Our observations show that both the HPV-16/18 vaccine and the HPV-6/11/16/18 vaccine induced cross-reactive serologic responses against HPV-31 and HPV-45. Humoral immune responses for non-vaccine types HPV-31/45 (PBNA and ELISA) were much lower than those for vaccine types HPV-16/18.21,22 At Month 24, there were no significant differences between the HPV-16/18 vaccine and the HPV-6/11/16/18 vaccine in terms of HPV-31/45 circulating antibodies as measured by PBNA. It should be noted that circulating neutralizing antibodies were at levels close to or below the limit of detection of each assay. Similar levels of circulating antibodies (measured by ELISA) were observed between both vaccines in the 27–35 y and 36–45 y groups; for both vaccines, the highest levels of HPV-31 and HPV-45 circulating antibodies were reported in the 18–26 y group.
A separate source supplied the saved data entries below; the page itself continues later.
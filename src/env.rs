//! Runtime environment detection.
//!
//! Single source of truth for the runtime environment, read from the
//! `GEEKMARKS_ENV` environment variable.
//!
//! Set `GEEKMARKS_ENV` to one of:
//! - `test` - Test mode (credentials go to a file instead of the OS keyring)
//! - `development` or `dev` - Development mode
//! - (anything else or unset) - Production mode

/// Runtime environment for the hub and CLI.
#[derive(Debug, Clone, Copy, PartialEq, Eq)]
pub enum Environment {
    /// Production environment (default).
    Production,
    /// Development environment (local server, usually `localhost:4000`).
    Development,
    /// Test environment - file storage instead of the keyring.
    Test,
}

impl Environment {
    /// Detect current environment from `GEEKMARKS_ENV`.
    #[must_use]
    pub fn current() -> Self {
        match std::env::var("GEEKMARKS_ENV").as_deref() {
            Ok("test") => Self::Test,
            Ok("development" | "dev") => Self::Development,
            _ => Self::Production,
        }
    }

    /// Returns `true` if this is the test environment.
    #[must_use]
    pub fn is_test(self) -> bool {
        self == Self::Test
    }

    /// Returns `true` if this is the development environment.
    #[must_use]
    pub fn is_development(self) -> bool {
        self == Self::Development
    }
}

impl std::fmt::Display for Environment {
    fn fmt(&self, f: &mut std::fmt::Formatter<'_>) -> std::fmt::Result {
        match self {
            Self::Production => write!(f, "production"),
            Self::Development => write!(f, "development"),
            Self::Test => write!(f, "test"),
        }
    }
}

/// Returns `true` if the OS keyring should be bypassed.
#[must_use]
pub fn should_skip_keyring() -> bool {
    Environment::current().is_test()
}
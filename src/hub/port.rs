//! Message ports between the hub and UI surfaces.
//!
//! A port is a pair of unbounded channels: the hub keeps a [`SurfacePort`]
//! to push [`HubToSurface`] commands, the surface holds a
//! [`SurfaceConnection`] to receive them and to post [`SurfaceToHub`]
//! commands back through the hub's event channel. Dropping the
//! `SurfaceConnection` disconnects the port.

use std::fmt;

use serde_json::Value;
use tokio::sync::mpsc;

use super::events::HubEvent;
use super::handle::HubHandle;
use crate::protocol::{HubToSurface, MessageError, SurfaceToHub};

/// Identifier of one port, unique per hub.
#[derive(Debug, Clone, Copy, PartialEq, Eq, Hash, PartialOrd, Ord)]
pub struct PortId(pub u64);

impl fmt::Display for PortId {
    fn fmt(&self, f: &mut fmt::Formatter<'_>) -> fmt::Result {
        write!(f, "port-{}", self.0)
    }
}

/// Hub side of a port.
#[derive(Debug, Clone)]
pub struct SurfacePort {
    id: PortId,
    tx: mpsc::UnboundedSender<HubToSurface>,
}

impl SurfacePort {
    /// Create a port and the receiver of the commands pushed into it.
    pub fn new(id: PortId) -> (Self, mpsc::UnboundedReceiver<HubToSurface>) {
        let (tx, rx) = mpsc::unbounded_channel();
        (Self { id, tx }, rx)
    }

    /// Port id.
    pub fn id(&self) -> PortId {
        self.id
    }

    /// Push a command to the surface. Returns `false` if the surface is gone.
    pub fn post(&self, cmd: HubToSurface) -> bool {
        self.tx.send(cmd).is_ok()
    }
}

/// Surface side of a port.
#[derive(Debug)]
pub struct SurfaceConnection {
    id: PortId,
    page_key: Option<String>,
    rx: mpsc::UnboundedReceiver<HubToSurface>,
    hub: HubHandle,
}

impl SurfaceConnection {
    pub(crate) fn new(
        id: PortId,
        page_key: Option<String>,
        rx: mpsc::UnboundedReceiver<HubToSurface>,
        hub: HubHandle,
    ) -> Self {
        Self {
            id,
            page_key,
            rx,
            hub,
        }
    }

    /// Port id.
    pub fn id(&self) -> PortId {
        self.id
    }

    /// Page key this port was connected for; `None` for bridge ports.
    pub fn page_key(&self) -> Option<&str> {
        self.page_key.as_deref()
    }

    /// Post a command to the hub. Returns `false` if the hub is gone.
    pub fn post(&self, msg: SurfaceToHub) -> bool {
        self.hub.send_event(HubEvent::PortMessage {
            port_id: self.id,
            msg,
        })
    }

    /// Post a raw `{"type": "cmd", ...}` frame.
    pub fn post_wire(&self, frame: Value) -> Result<bool, MessageError> {
        Ok(self.post(SurfaceToHub::from_wire(frame)?))
    }

    /// Next command from the hub; `None` once the hub dropped the port.
    pub async fn recv(&mut self) -> Option<HubToSurface> {
        self.rx.recv().await
    }

    /// Next command if one is already waiting.
    pub fn try_recv(&mut self) -> Option<HubToSurface> {
        self.rx.try_recv().ok()
    }
}

impl Drop for SurfaceConnection {
    fn drop(&mut self) {
        self.hub
            .send_event(HubEvent::PortDisconnected { port_id: self.id });
    }
}
impl ExtensionHub {
    /// Create a hub and the first handle to it.
    ///
    /// The event loop stops once [`HubHandle::shutdown`] is called or every
    /// handle (including those held by connected surfaces) is dropped.
    pub fn new(windowing: Arc<dyn Windowing>, window: WindowDims) -> (Self, HubHandle) {
        let (tx, rx) = mpsc::unbounded_channel();
        let hub = Self {
            registry: PageRegistry::new(),
            bridges: HashMap::new(),
            client: None,
            windowing,
            window,
            event_tx: tx.downgrade(),
            event_rx: rx,
        };
        (hub, HubHandle::new(tx))
    }

    /// Replace the authenticated client. A replaced client is closed.
    pub fn set_client(&mut self, client: Option<RpcClient>) {
        if let Some(old) = self.client.take() {
            old.close();
        }
        log::info!(
            "[Hub] {}",
            if client.is_some() { "Client attached" } else { "Client detached" }
        );
        self.client = client;
    }

    /// The authenticated client, if logged in.
    pub fn client(&self) -> Option<&RpcClient> {
        self.client.as_ref()
    }

    /// Snapshot of the page registry.
    pub fn pages(&self) -> Vec<PageInfo> {
        self.registry.snapshot()
    }

    /// Open the surface for `page_key`, or refocus it if a context exists.
    ///
    /// A refocus replaces the stored tab when `tab` is given and never opens
    /// a second window. A connected surface gets `setCurTab` if the context
    /// has a tab, then `focus`.
    pub fn open_or_refocus(
        &mut self,
        page_key: &str,
        open_params: &str,
        tab: Option<TabInfo>,
    ) -> Result<(), HubError> {
        if let Some(ctx) = self.registry.get_mut(page_key) {
            if tab.is_some() {
                ctx.tab = tab;
            }
            if let Some(port) = &ctx.port {
                log::debug!("[Hub] Refocusing {}", page_key);
                if let Some(cur_tab) = &ctx.tab {
                    port.post(HubToSurface::SetCurTab {
                        cur_tab: cur_tab.clone(),
                    });
                }
                port.post(HubToSurface::Focus);
            }
            self.windowing.focus_window(page_key);
            return Ok(());
        }

        self.registry.create(page_key, tab);
        let url = window_url(page_key, open_params);
        log::info!("[Hub] Opening {} ({})", page_key, url);
        if let Err(e) = self.windowing.open_window(&url, self.window) {
            // No window, no context: the next request tries again.
            self.registry.remove(page_key);
            return Err(HubError::Windowing(format!("{e:#}")));
        }
        Ok(())
    }

    /// [`open_or_refocus`](Self::open_or_refocus) for a typed target.
    pub fn open_target(&mut self, target: &PageTarget, tab: Option<TabInfo>) -> Result<(), HubError> {
        self.open_or_refocus(&target.page_key(), &target.open_params(), tab)
    }

    /// Attach a connecting page surface to its context.
    ///
    /// Fails loudly for a page the hub never opened and for a page whose
    /// surface is already connected; the registry is left untouched.
    pub fn on_port_connect(&mut self, page_key: &str, port: SurfacePort) -> Result<(), HubError> {
        match self.registry.attach(page_key, port) {
            Ok(ctx) => {
                log::info!("[Hub] Surface connected for {}", page_key);
                if let (Some(port), Some(cur_tab)) = (&ctx.port, &ctx.tab) {
                    port.post(HubToSurface::SetCurTab {
                        cur_tab: cur_tab.clone(),
                    });
                }
                Ok(())
            }
            Err(e) => {
                log::error!("[Hub] {}", e);
                Err(e)
            }
        }
    }

    /// Register a bridge port.
    pub fn on_bridge_connect(&mut self, port: SurfacePort) {
        log::debug!("[Hub] Bridge connected ({})", port.id());
        self.bridges.insert(port.id(), port);
    }

    /// Handle a command from the page surface of `page_key`.
    pub fn on_port_message(&mut self, page_key: &str, msg: SurfaceToHub) -> Result<(), HubError> {
        match msg {
            SurfaceToHub::ClearCurTab => {
                if self.registry.remove(page_key).is_some() {
                    log::debug!("[Hub] Cleared context {}", page_key);
                }
                Ok(())
            }
            SurfaceToHub::SendViaRpc {
                id,
                func_name,
                args,
            } => {
                let port = self
                    .registry
                    .get(page_key)
                    .and_then(|ctx| ctx.port.clone())
                    .ok_or_else(|| HubError::UnknownPage(page_key.to_string()))?;
                self.relay_rpc(&port, id, &func_name, &args)
            }
            other => self.open_from_command(&other),
        }
    }

    /// Handle a command from a bridge port.
    pub fn on_bridge_message(&mut self, port_id: PortId, msg: SurfaceToHub) -> Result<(), HubError> {
        let Some(port) = self.bridges.get(&port_id).cloned() else {
            log::debug!("[Hub] Message from unknown bridge {}", port_id);
            return Ok(());
        };
        match msg {
            SurfaceToHub::SendViaRpc {
                id,
                func_name,
                args,
            } => self.relay_rpc(&port, id, &func_name, &args),
            SurfaceToHub::ClearCurTab => {
                log::warn!("[Hub] Ignoring clearCurTab from bridge {}", port_id);
                Ok(())
            }
            other => self.open_from_command(&other),
        }
    }

    /// Forget a port whose surface went away.
    ///
    /// A page surface that disconnects without `clearCurTab` loses its
    /// context too, so the next open request opens a fresh window.
    pub fn on_port_disconnect(&mut self, port_id: PortId) {
        if self.bridges.remove(&port_id).is_some() {
            log::debug!("[Hub] Bridge {} disconnected", port_id);
            return;
        }
        if let Some(page_key) = self.registry.key_for_port(port_id).map(str::to_string) {
            log::info!("[Hub] Surface {} disconnected without clearing", page_key);
            self.registry.remove(&page_key);
        }
    }

    /// Close the surface of `page_key` and forget its context.
    pub fn close_page(&mut self, page_key: &str) -> Result<(), HubError> {
        let ctx = self
            .registry
            .remove(page_key)
            .ok_or_else(|| HubError::UnknownPage(page_key.to_string()))?;
        if let Some(port) = ctx.port {
            port.post(HubToSurface::Close);
        }
        log::info!("[Hub] Closed {}", page_key);
        Ok(())
    }

    /// Close every surface, drop all bridges and the client.
    pub fn shutdown(&mut self) {
        for ctx in self.registry.drain() {
            if let Some(port) = ctx.port {
                port.post(HubToSurface::Close);
            }
        }
        self.bridges.clear();
        self.set_client(None);
    }

    fn open_from_command(&mut self, cmd: &SurfaceToHub) -> Result<(), HubError> {
        match PageTarget::from_command(cmd) {
            Some((target, tab)) => self.open_target(&target, tab),
            None => Ok(()),
        }
    }

    /// Relay a `sendViaRPC` call and answer on `port` with `rpcResp`.
    ///
    /// Every call is answered exactly once, failures included.
    fn relay_rpc(
        &self,
        port: &SurfacePort,
        id: u64,
        func_name: &str,
        args: &[Value],
    ) -> Result<(), HubError> {
        let Some(client) = &self.client else {
            log::debug!("[Hub] {} from {} while logged out", func_name, port.id());
            port.post(HubToSurface::RpcResp {
                id,
                status: STATUS_NOT_AUTHENTICATED,
                body: json!({"error": "not authenticated"}),
            });
            return Ok(());
        };

        let call = match RpcCall::from_parts(func_name, args) {
            Ok(call) => call,
            Err(e) => {
                port.post(HubToSurface::RpcResp {
                    id,
                    status: STATUS_BAD_REQUEST,
                    body: json!({"error": e.to_string()}),
                });
                return Err(e.into());
            }
        };

        let pending = client.call(&call);
        let port = port.clone();
        tokio::spawn(async move {
            let (status, body) = match pending.await {
                Ok(resp) => (resp.status, resp.body),
                Err(e) => (STATUS_UNAVAILABLE, json!({"error": e.to_string()})),
            };
            if !port.post(HubToSurface::RpcResp { id, status, body }) {
                log::debug!("[Hub] {} gone before response {} arrived", port.id(), id);
            }
        });
        Ok(())
    }

    fn route_message(&mut self, port_id: PortId, msg: SurfaceToHub) -> Result<(), HubError> {
        if self.bridges.contains_key(&port_id) {
            return self.on_bridge_message(port_id, msg);
        }
        match self.registry.key_for_port(port_id).map(str::to_string) {
            Some(page_key) => self.on_port_message(&page_key, msg),
            None => {
                // Cleared or closed context; the surface is on its way out.
                log::debug!("[Hub] Dropping message from detached {}", port_id);
                Ok(())
            }
        }
    }

    fn spawn_active_tab_lookup(&self, target: PageTarget) {
        let windowing = Arc::clone(&self.windowing);
        let event_tx = self.event_tx.clone();
        tokio::spawn(async move {
            let tab = windowing.query_active_tab().await;
            if let Some(tx) = event_tx.upgrade() {
                let _ = tx.send(HubEvent::OpenOrRefocus { target, tab });
            }
        });
    }

    /// Returns `false` when the loop should stop.
    fn handle_event(&mut self, event: HubEvent) -> bool {
        let result = match event {
            HubEvent::PortConnect {
                page_key,
                port,
                result,
            } => {
                let _ = result.send(self.on_port_connect(&page_key, port));
                Ok(())
            }
            HubEvent::BridgeConnect { port } => {
                self.on_bridge_connect(port);
                Ok(())
            }
            HubEvent::PortMessage { port_id, msg } => self.route_message(port_id, msg),
            HubEvent::PortDisconnected { port_id } => {
                self.on_port_disconnect(port_id);
                Ok(())
            }
            HubEvent::OpenOrRefocus { target, tab } => self.open_target(&target, tab),
            HubEvent::OpenForActiveTab { target } => {
                self.spawn_active_tab_lookup(target);
                Ok(())
            }
            HubEvent::ClosePage { page_key, result } => {
                let _ = result.send(self.close_page(&page_key));
                Ok(())
            }
            HubEvent::SetClient(client) => {
                self.set_client(client);
                Ok(())
            }
            HubEvent::ListPages(tx) => {
                let _ = tx.send(self.pages());
                Ok(())
            }
            HubEvent::Shutdown => return false,
        };

        if let Err(e) = result {
            log::warn!("[Hub] {}", e);
        }
        true
    }

    /// Run the event loop until shutdown.
    pub async fn run(mut self) {
        log::info!("[Hub] Event loop starting");
        loop {
            let Some(event) = self.event_rx.recv().await else {
                log::debug!("[Hub] All handles dropped");
                break;
            };
            if !self.handle_event(event) {
                break;
            }
        }
        self.shutdown();
        log::info!("[Hub] Event loop exiting");
    }
}
//! Bridge port: RPC from unprivileged surfaces, relayed by the hub.
//!
//! A surface never holds the credential. It calls through a [`BridgePort`],
//! which tags each call with a local id, posts `sendViaRPC` to the hub and
//! resolves the call when the hub answers with the matching `rpcResp`.
//! Local ids are unrelated to the ids the hub's connection puts on the wire.

use std::collections::HashMap;

use serde_json::Value;
use tokio::sync::{mpsc, oneshot};

use crate::hub::{HubError, HubHandle, SurfaceConnection};
use crate::protocol::{HubToSurface, Response, SurfaceToHub};
use crate::rpc::RpcCall;

type CallReply = oneshot::Sender<Result<Response, HubError>>;

enum BridgeCommand {
    Call {
        func_name: String,
        args: Vec<Value>,
        reply: CallReply,
    },
    Pending(oneshot::Sender<usize>),
}

/// Cloneable handle to a bridge task.
#[derive(Debug, Clone)]
pub struct BridgePort {
    cmd_tx: mpsc::UnboundedSender<BridgeCommand>,
}

impl BridgePort {
    /// Connect a bridge port to the hub and start its task.
    pub fn connect(hub: &HubHandle) -> Result<Self, HubError> {
        let conn = hub.connect_bridge()?;
        let (cmd_tx, cmd_rx) = mpsc::unbounded_channel();
        tokio::spawn(BridgeTask::new(conn).run(cmd_rx));
        Ok(Self { cmd_tx })
    }

    /// Call `func_name` through the hub.
    ///
    /// Resolves with the relayed response whatever its status. Fails with
    /// [`HubError::Shutdown`] if the hub goes away before answering.
    pub async fn call(&self, func_name: &str, args: Vec<Value>) -> Result<Response, HubError> {
        let (reply, rx) = oneshot::channel();
        self.cmd_tx
            .send(BridgeCommand::Call {
                func_name: func_name.to_string(),
                args,
                reply,
            })
            .map_err(|_| HubError::Shutdown)?;
        rx.await.map_err(|_| HubError::Shutdown)?
    }

    /// [`call`](Self::call) for a typed call.
    pub async fn call_typed(&self, call: &RpcCall) -> Result<Response, HubError> {
        self.call(call.func_name(), call.args()).await
    }

    /// Number of calls waiting for the hub.
    pub async fn pending_requests(&self) -> usize {
        let (tx, rx) = oneshot::channel();
        if self.cmd_tx.send(BridgeCommand::Pending(tx)).is_err() {
            return 0;
        }
        rx.await.unwrap_or(0)
    }
}

struct BridgeTask {
    conn: SurfaceConnection,
    next_id: u64,
    pending: HashMap<u64, CallReply>,
}

impl BridgeTask {
    fn new(conn: SurfaceConnection) -> Self {
        Self {
            conn,
            next_id: 0,
            pending: HashMap::new(),
        }
    }

    async fn run(mut self, mut cmd_rx: mpsc::UnboundedReceiver<BridgeCommand>) {
        log::debug!("[Bridge] Started on {}", self.conn.id());
        loop {
            tokio::select! {
                cmd = cmd_rx.recv() => {
                    let Some(cmd) = cmd else {
                        log::debug!("[Bridge] All handles dropped");
                        break;
                    };
                    self.handle_command(cmd);
                }
                from_hub = self.conn.recv() => {
                    let Some(from_hub) = from_hub else {
                        log::info!("[Bridge] Hub went away");
                        break;
                    };
                    self.handle_hub_command(from_hub);
                }
            }
        }

        for (_, reply) in self.pending.drain() {
            let _ = reply.send(Err(HubError::Shutdown));
        }
    }

    fn handle_command(&mut self, cmd: BridgeCommand) {
        match cmd {
            BridgeCommand::Call {
                func_name,
                args,
                reply,
            } => {
                self.next_id += 1;
                let id = self.next_id;
                log::debug!("[Bridge] Call {} as #{}", func_name, id);
                let posted = self.conn.post(SurfaceToHub::SendViaRpc {
                    id,
                    func_name,
                    args,
                });
                if posted {
                    self.pending.insert(id, reply);
                } else {
                    let _ = reply.send(Err(HubError::Shutdown));
                }
            }
            BridgeCommand::Pending(tx) => {
                let _ = tx.send(self.pending.len());
            }
        }
    }

    fn handle_hub_command(&mut self, cmd: HubToSurface) {
        match cmd {
            HubToSurface::RpcResp { id, status, body } => match self.pending.remove(&id) {
                Some(reply) => {
                    let _ = reply.send(Ok(Response { id, status, body }));
                }
                None => log::warn!("[Bridge] Response for unknown call #{}", id),
            },
            other => log::debug!("[Bridge] Ignoring {:?}", other),
        }
    }
}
Previous results from the HPV-010 study demonstrated higher vaccine specific immune responses with the HPV-16/18 vaccine compared with the HPV-6/11/16/18 vaccine, as supported by higher levels of specific neutralizing antibodies, seropositivity rates and a higher frequency of HPV cross-reactive memory B cells and T cells.21,22 However, in our sub-analysis, the levels of neutralizing antibodies to HPV-31/45 were relatively low for both vaccines. There was also no significant difference in circulating HPV cross-reactive memory B-cell response for HPV-31 and HPV-45 with both vaccines, likely due to the fact that most memory B cells would have migrated to central lymphoid organs, such as the spleen, to be subsequently activated by the interaction of circulating antigen presenting cells such as CD4+ T cells.26
An earlier study from women immunized with the HPV-6/11/16/18 vaccine, investigating vaccine-induced antibody binding and neutralization with HPV-18/45 using PBNA, also demonstrated relatively low levels of vaccine-induced antibodies to cross-neutralize HPV-45 pseudovirions.27 Findings from a recent study by Kemp et al. suggest that low levels of cross-neutralizing antibodies may contribute to the mechanism of cross-protection observed with the HPV-16/18 vaccine.28 It may simply follow that the response to HPV-16 and -18 is higher due to the immunodominance of the type-specific epitopes, so only a relatively small proportion are shared with phylogenetic family members like HPV-31 and -45, respectively.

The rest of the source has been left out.